Adam Richards is a drifting driver from New Plymouth, New Zealand. He has been drifting competitively since 2003 and was crowned the 2005 D1NZ champion driving a modified Nissan Cefiro.
He has competed in the D1 World All Stars Drift Championship in 2006 and 2007.

Cars

Nissan Cefiro A31 
Adam started in the D1NZ series using a modified Nissan Cefiro with camouflage coloured paint by Steven Sole Customs.  Not Stickers. He swapped the standard engine with a RB26DET from a Nissan Skyline GT-R to increase the power output. This helped him to get a spot on the podium in four out of the six rounds of 2005. Adam stopped using this car competitively after the first round of D1NZ 2006, making way for a sponsored Nissan Silvia.

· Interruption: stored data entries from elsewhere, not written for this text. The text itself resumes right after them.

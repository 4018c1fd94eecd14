//! The playable game for Duskvale.
//!
//! Ties the data model and the mechanics together into a [`GameSession`]:
//! movement with rests and ambushes, quest givers and their dialogue, the
//! shop, fights, fishing, and saving. Also parses player input into
//! [`Command`]s and resolves typed item names.

/// Session settings.
pub mod config;
/// Quest givers and conversations.
pub mod dialogue;
/// Error types for the game session.
pub mod error;
/// Command parsing and item name resolution.
pub mod parser;
/// The game session.
pub mod session;

pub use config::GameConfig;
pub use dialogue::{DialogueLine, LineKind};
pub use error::{GameError, GameResult};
pub use parser::{Command, parse_command};
pub use session::{
    AmbientEvent, Arrival, ArrivalEvent, CombatTurn, CommandKind, Conflict, GameSession,
    GameStatus, Pickup,
};
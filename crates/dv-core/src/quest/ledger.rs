//! Per-player quest state.

use std::collections::BTreeMap;

use super::{QuestId, QuestStatus};
use crate::error::{CoreError, CoreResult};

/// Tracks which quests are active or completed, plus per-quest counters.
///
/// A quest id is never in both the active and the completed list.
#[derive(Debug, Clone, Default, PartialEq, Eq)]
pub struct QuestLedger {
    active: Vec<QuestId>,
    completed: Vec<QuestId>,
    progress: BTreeMap<QuestId, u32>,
}

impl QuestLedger {
    /// Create an empty ledger.
    pub fn new() -> Self {
        Self::default()
    }

    /// Rebuild a ledger from saved lists.
    ///
    /// An id listed as both active and completed is treated as active, which
    /// is where a re-accepted repeatable quest sits. Duplicates are dropped.
    pub fn restore(
        active: impl IntoIterator<Item = QuestId>,
        completed: impl IntoIterator<Item = QuestId>,
        progress: impl IntoIterator<Item = (QuestId, u32)>,
    ) -> Self {
        let mut ledger = Self::new();
        for id in active {
            if !ledger.active.contains(&id) {
                ledger.active.push(id);
            }
        }
        for id in completed {
            if !ledger.active.contains(&id) && !ledger.completed.contains(&id) {
                ledger.completed.push(id);
            }
        }
        for (id, count) in progress {
            if count > 0 && ledger.active.contains(&id) {
                ledger.progress.insert(id, count);
            }
        }
        ledger
    }

    /// Current state of a quest.
    pub fn status(&self, id: QuestId) -> QuestStatus {
        if self.active.contains(&id) {
            QuestStatus::Active
        } else if self.completed.contains(&id) {
            QuestStatus::Completed
        } else {
            QuestStatus::NotOffered
        }
    }

    /// Whether a quest is in progress.
    pub fn is_active(&self, id: QuestId) -> bool {
        self.active.contains(&id)
    }

    /// Whether a quest has been completed.
    pub fn is_completed(&self, id: QuestId) -> bool {
        self.completed.contains(&id)
    }

    /// Active quests in the order they were accepted.
    pub fn active(&self) -> &[QuestId] {
        &self.active
    }

    /// Completed quests in the order they were completed.
    pub fn completed(&self) -> &[QuestId] {
        &self.completed
    }

    /// Counter for a quest (0 when untracked).
    pub fn progress(&self, id: QuestId) -> u32 {
        self.progress.get(&id).copied().unwrap_or(0)
    }

    /// Counters that have moved off zero.
    pub fn progress_entries(&self) -> impl Iterator<Item = (QuestId, u32)> + '_ {
        self.progress.iter().map(|(id, count)| (*id, *count))
    }

    /// Move a quest to active, resetting its counter.
    ///
    /// A completed quest may only be re-activated when `repeatable`.
    pub fn activate(&mut self, id: QuestId, repeatable: bool) -> CoreResult<()> {
        match self.status(id) {
            QuestStatus::Active => return Err(CoreError::QuestAlreadyActive(id)),
            QuestStatus::Completed if !repeatable => {
                return Err(CoreError::QuestAlreadyCompleted(id));
            }
            QuestStatus::Completed => self.completed.retain(|q| *q != id),
            QuestStatus::NotOffered => {}
        }
        self.active.push(id);
        self.progress.remove(&id);
        Ok(())
    }

    /// Move an active quest to completed and drop its counter.
    pub fn complete(&mut self, id: QuestId) -> CoreResult<()> {
        if !self.is_active(id) {
            return Err(CoreError::QuestNotActive(id));
        }
        self.active.retain(|q| *q != id);
        self.completed.push(id);
        self.progress.remove(&id);
        Ok(())
    }

    /// Increment an active quest's counter. Returns the new value, or `None`
    /// when the quest is not active.
    pub fn bump_progress(&mut self, id: QuestId) -> Option<u32> {
        if !self.is_active(id) {
            return None;
        }
        let count = self.progress.entry(id).or_insert(0);
        *count += 1;
        Some(*count)
    }
}

#[cfg(test)]
mod tests {
    use super::*;

    #[test]
    fn lifecycle() {
        let mut ledger = QuestLedger::new();
        assert_eq!(ledger.status(QuestId::CollectOre), QuestStatus::NotOffered);

        ledger.activate(QuestId::CollectOre, false).unwrap();
        assert_eq!(ledger.status(QuestId::CollectOre), QuestStatus::Active);

        ledger.complete(QuestId::CollectOre).unwrap();
        assert_eq!(ledger.status(QuestId::CollectOre), QuestStatus::Completed);
        assert!(ledger.active().is_empty());
    }

    #[test]
    fn no_regression_for_one_shot_quests() {
        let mut ledger = QuestLedger::new();
        ledger.activate(QuestId::WoodenSword, false).unwrap();
        assert_eq!(
            ledger.activate(QuestId::WoodenSword, false),
            Err(CoreError::QuestAlreadyActive(QuestId::WoodenSword))
        );
        ledger.complete(QuestId::WoodenSword).unwrap();
        assert_eq!(
            ledger.activate(QuestId::WoodenSword, false),
            Err(CoreError::QuestAlreadyCompleted(QuestId::WoodenSword))
        );
    }

    #[test]
    fn repeatable_cycles_back_to_active() {
        let mut ledger = QuestLedger::new();
        ledger.activate(QuestId::Fishing, true).unwrap();
        ledger.complete(QuestId::Fishing).unwrap();
        ledger.activate(QuestId::Fishing, true).unwrap();

        assert!(ledger.is_active(QuestId::Fishing));
        assert!(!ledger.is_completed(QuestId::Fishing));
    }

    #[test]
    fn complete_requires_active() {
        let mut ledger = QuestLedger::new();
        assert_eq!(
            ledger.complete(QuestId::Fishing),
            Err(CoreError::QuestNotActive(QuestId::Fishing))
        );
    }

    #[test]
    fn progress_only_counts_while_active() {
        let mut ledger = QuestLedger::new();
        assert_eq!(ledger.bump_progress(QuestId::BanditHunt), None);

        ledger.activate(QuestId::BanditHunt, false).unwrap();
        assert_eq!(ledger.bump_progress(QuestId::BanditHunt), Some(1));
        assert_eq!(ledger.bump_progress(QuestId::BanditHunt), Some(2));

        ledger.complete(QuestId::BanditHunt).unwrap();
        assert_eq!(ledger.progress(QuestId::BanditHunt), 0);
        assert_eq!(ledger.bump_progress(QuestId::BanditHunt), None);
    }

    #[test]
    fn restore_keeps_lists_disjoint() {
        let ledger = QuestLedger::restore(
            [QuestId::Fishing, QuestId::Fishing],
            [QuestId::Fishing, QuestId::WoodenSword],
            [(QuestId::Fishing, 3), (QuestId::WoodenSword, 9)],
        );
        assert_eq!(ledger.active(), &[QuestId::Fishing]);
        assert_eq!(ledger.completed(), &[QuestId::WoodenSword]);
        assert_eq!(ledger.progress(QuestId::Fishing), 3);
        assert_eq!(ledger.progress(QuestId::WoodenSword), 0);
    }
}
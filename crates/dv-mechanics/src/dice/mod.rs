//! Sources of randomness.
//!
//! Every random decision in the game goes through the [`Roller`] trait, so a
//! game can run on a seeded [`Dice`] or replay a fixed script in tests with
//! [`ScriptedRoller`]. Weighted outcomes are percentile rolls matched
//! against enumerated bands.

pub mod scripted;

pub use scripted::ScriptedRoller;

use rand::rngs::StdRng;
use rand::{Rng, SeedableRng};

/// A source of random integers.
pub trait Roller {
    /// A uniform value in the half-open range `low..high`.
    ///
    /// Returns `low` when the range is empty.
    fn range(&mut self, low: i32, high: i32) -> i32;

    /// A percentile roll in `0..100`.
    fn percent(&mut self) -> u32 {
        u32::try_from(self.range(0, 100)).unwrap_or(0)
    }

    /// True with `percent` in 100 odds.
    fn chance(&mut self, percent: u32) -> bool {
        self.percent() < percent
    }

    /// A uniform index into a slice of length `len`. `len` must be non-zero.
    fn index(&mut self, len: usize) -> usize {
        let high = i32::try_from(len).unwrap_or(i32::MAX);
        usize::try_from(self.range(0, high)).unwrap_or(0)
    }
}

/// A [`Roller`] backed by a seeded `StdRng`.
#[derive(Debug, Clone)]
pub struct Dice {
    rng: StdRng,
}

impl Dice {
    /// Dice that produce the same sequence for the same seed.
    pub fn seeded(seed: u64) -> Self {
        Self {
            rng: StdRng::seed_from_u64(seed),
        }
    }
}

impl Roller for Dice {
    fn range(&mut self, low: i32, high: i32) -> i32 {
        if high <= low {
            return low;
        }
        self.rng.random_range(low..high)
    }
}
//! Enemy types and their fixed stat lines.

use std::ops::Range;

/// An ordinary enemy that can ambush the player.
#[derive(Debug, Clone, Copy, PartialEq, Eq, Hash, PartialOrd, Ord)]
pub enum EnemyKind {
    /// Fast, weak, drops a pelt.
    Wolf,
    /// Fragile, but its bite poisons.
    VenomSpider,
    /// Tough, tracked by the bandit hunt, drops a full kit.
    Bandit,
    /// Hits hard.
    Bat,
}

/// Fixed numbers for one enemy type.
#[derive(Debug, Clone, PartialEq, Eq)]
pub struct EnemyStats {
    /// Display name.
    pub name: &'static str,
    /// Health the enemy starts each fight with.
    pub max_health: i32,
    /// Half-open range the raw hit is rolled from, before defense.
    pub damage: Range<i32>,
    /// Gold granted on defeat.
    pub reward_gold: u32,
    /// Items granted on defeat, all of them, in order.
    pub loot: &'static [&'static str],
    /// Whether a landed hit poisons the player.
    pub venomous: bool,
}

impl EnemyKind {
    /// Every enemy type.
    pub fn all() -> &'static [Self] {
        &[Self::Wolf, Self::VenomSpider, Self::Bandit, Self::Bat]
    }

    /// The stat line for this enemy.
    pub fn stats(self) -> EnemyStats {
        match self {
            Self::Wolf => EnemyStats {
                name: "Wolf",
                max_health: 20,
                damage: 5..10,
                reward_gold: 5,
                loot: &["Wolf Pelt"],
                venomous: false,
            },
            Self::VenomSpider => EnemyStats {
                name: "Venom Spider",
                max_health: 15,
                damage: 8..13,
                reward_gold: 8,
                loot: &["Spider Venom"],
                venomous: true,
            },
            Self::Bandit => EnemyStats {
                name: "Bandit",
                max_health: 300,
                damage: 10..15,
                reward_gold: 15,
                loot: &[
                    "Coin Pouch",
                    "Pistol",
                    "Short Sword",
                    "Leather Armor",
                    "Bandit Badge",
                    "Spirits",
                ],
                venomous: false,
            },
            Self::Bat => EnemyStats {
                name: "Bat",
                max_health: 80,
                damage: 20..50,
                reward_gold: 12,
                loot: &["Bat Wing", "Bat Fang"],
                venomous: false,
            },
        }
    }

    /// Display name.
    pub fn name(self) -> &'static str {
        self.stats().name
    }
}

impl std::fmt::Display for EnemyKind {
    fn fmt(&self, f: &mut std::fmt::Formatter<'_>) -> std::fmt::Result {
        f.write_str(self.name())
    }
}

#[cfg(test)]
mod tests {
    use super::*;

    #[test]
    fn damage_ranges_are_non_empty() {
        for kind in EnemyKind::all() {
            let stats = kind.stats();
            assert!(!stats.damage.is_empty(), "{kind}");
            assert!(stats.damage.start >= 1, "{kind}");
            assert!(stats.max_health > 0, "{kind}");
        }
    }

    #[test]
    fn bandit_loot_table() {
        let stats = EnemyKind::Bandit.stats();
        assert_eq!(stats.loot.len(), 6);
        assert_eq!(stats.reward_gold, 15);
        assert_eq!(stats.max_health, 300);
    }

    #[test]
    fn only_the_spider_is_venomous() {
        let venomous: Vec<_> = EnemyKind::all()
            .iter()
            .filter(|kind| kind.stats().venomous)
            .collect();
        assert_eq!(venomous, vec![&EnemyKind::VenomSpider]);
    }
}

The Cefiro made a return in round 3 of Drift Revolution 2007, sporting a new exterior design.
After a few competitions in New Zealand the car was shipped to America to compete in the D1 All stars. He is currently competing in the European Drift Championship with the car.

Nissan Silvia S15 (HKS) 
After winning the 2005 championship, Adam approached with new sponsors HKS and Dodson's, built a new car for the upcoming 2006 season. Starting from a ground up rebuild, primarily with HKS parts, the total build cost was roughly $150,000 (NZ). He competed with this car throughout 2006 and 2007, although struggled, finishing eighth in the 2006 season.

References 

New Zealand racing drivers
Living people
Drifting drivers
Sportspeople from New Plymouth
Year of birth missing (living people)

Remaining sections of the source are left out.